- _Source information_:
□ □ □ □
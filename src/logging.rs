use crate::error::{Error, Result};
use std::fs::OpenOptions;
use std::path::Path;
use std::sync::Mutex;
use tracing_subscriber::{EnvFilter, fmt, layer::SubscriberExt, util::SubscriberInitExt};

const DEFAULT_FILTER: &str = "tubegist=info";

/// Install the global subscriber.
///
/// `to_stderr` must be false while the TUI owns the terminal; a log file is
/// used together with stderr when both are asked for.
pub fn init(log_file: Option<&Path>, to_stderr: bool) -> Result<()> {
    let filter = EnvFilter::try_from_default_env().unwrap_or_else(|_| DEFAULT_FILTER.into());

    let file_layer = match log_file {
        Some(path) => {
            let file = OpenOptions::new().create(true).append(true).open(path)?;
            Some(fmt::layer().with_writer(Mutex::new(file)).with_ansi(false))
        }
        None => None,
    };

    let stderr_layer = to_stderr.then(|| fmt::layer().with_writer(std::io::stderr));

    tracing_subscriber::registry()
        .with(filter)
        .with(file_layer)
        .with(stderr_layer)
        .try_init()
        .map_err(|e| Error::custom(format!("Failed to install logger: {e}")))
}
□ □ □ □
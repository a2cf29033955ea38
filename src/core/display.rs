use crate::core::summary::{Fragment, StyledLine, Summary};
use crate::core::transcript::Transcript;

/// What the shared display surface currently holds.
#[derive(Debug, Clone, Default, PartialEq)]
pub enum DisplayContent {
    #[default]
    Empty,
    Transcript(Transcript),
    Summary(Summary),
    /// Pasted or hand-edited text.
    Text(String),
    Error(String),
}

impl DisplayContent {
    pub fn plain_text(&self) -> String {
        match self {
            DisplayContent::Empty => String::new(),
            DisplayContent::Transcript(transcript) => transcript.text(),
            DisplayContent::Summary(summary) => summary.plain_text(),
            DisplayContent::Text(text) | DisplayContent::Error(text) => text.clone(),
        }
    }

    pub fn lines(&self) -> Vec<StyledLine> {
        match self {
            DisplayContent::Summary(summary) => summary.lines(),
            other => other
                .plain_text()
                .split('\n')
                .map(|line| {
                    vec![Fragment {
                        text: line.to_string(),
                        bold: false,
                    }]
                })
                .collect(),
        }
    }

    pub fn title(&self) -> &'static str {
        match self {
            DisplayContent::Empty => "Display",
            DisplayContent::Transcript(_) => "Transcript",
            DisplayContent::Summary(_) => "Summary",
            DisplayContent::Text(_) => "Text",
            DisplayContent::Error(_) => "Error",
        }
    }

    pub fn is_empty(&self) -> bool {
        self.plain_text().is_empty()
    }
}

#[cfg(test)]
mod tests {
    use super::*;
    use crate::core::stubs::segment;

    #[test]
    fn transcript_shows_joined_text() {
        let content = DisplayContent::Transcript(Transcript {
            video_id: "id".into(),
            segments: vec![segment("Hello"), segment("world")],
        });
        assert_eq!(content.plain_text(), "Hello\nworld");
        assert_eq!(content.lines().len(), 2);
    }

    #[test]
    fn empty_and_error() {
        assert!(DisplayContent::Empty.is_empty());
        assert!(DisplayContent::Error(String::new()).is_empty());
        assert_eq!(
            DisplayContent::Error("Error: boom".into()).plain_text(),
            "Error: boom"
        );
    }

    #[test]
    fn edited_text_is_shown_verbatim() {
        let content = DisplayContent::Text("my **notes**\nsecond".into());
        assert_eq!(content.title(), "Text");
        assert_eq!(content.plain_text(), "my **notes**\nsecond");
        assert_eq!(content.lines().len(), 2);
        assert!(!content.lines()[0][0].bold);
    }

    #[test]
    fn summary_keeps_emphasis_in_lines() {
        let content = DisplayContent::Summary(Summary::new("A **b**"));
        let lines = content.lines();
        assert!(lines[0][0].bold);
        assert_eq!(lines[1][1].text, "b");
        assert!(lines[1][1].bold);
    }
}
□ □ □ □
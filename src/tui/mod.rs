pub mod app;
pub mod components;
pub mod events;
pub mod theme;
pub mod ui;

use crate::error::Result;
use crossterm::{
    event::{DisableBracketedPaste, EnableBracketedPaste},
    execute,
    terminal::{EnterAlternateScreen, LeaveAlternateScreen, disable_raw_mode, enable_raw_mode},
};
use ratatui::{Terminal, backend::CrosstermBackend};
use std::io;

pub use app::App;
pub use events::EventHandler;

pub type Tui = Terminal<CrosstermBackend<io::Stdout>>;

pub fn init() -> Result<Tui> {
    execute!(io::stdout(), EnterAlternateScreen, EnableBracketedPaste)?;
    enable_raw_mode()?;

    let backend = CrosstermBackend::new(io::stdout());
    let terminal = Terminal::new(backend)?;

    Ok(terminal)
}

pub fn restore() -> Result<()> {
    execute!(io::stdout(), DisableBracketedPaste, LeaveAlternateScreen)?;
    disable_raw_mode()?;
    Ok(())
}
□ □ □ □
- _About this exercise_: Scan the material above for the string "bold" and copy every line that has it.

- _Exercise answer_:
                        bold: false,
        assert!(!content.lines()[0][0].bold);
        assert!(lines[0][0].bold);
        assert!(lines[1][1].bold);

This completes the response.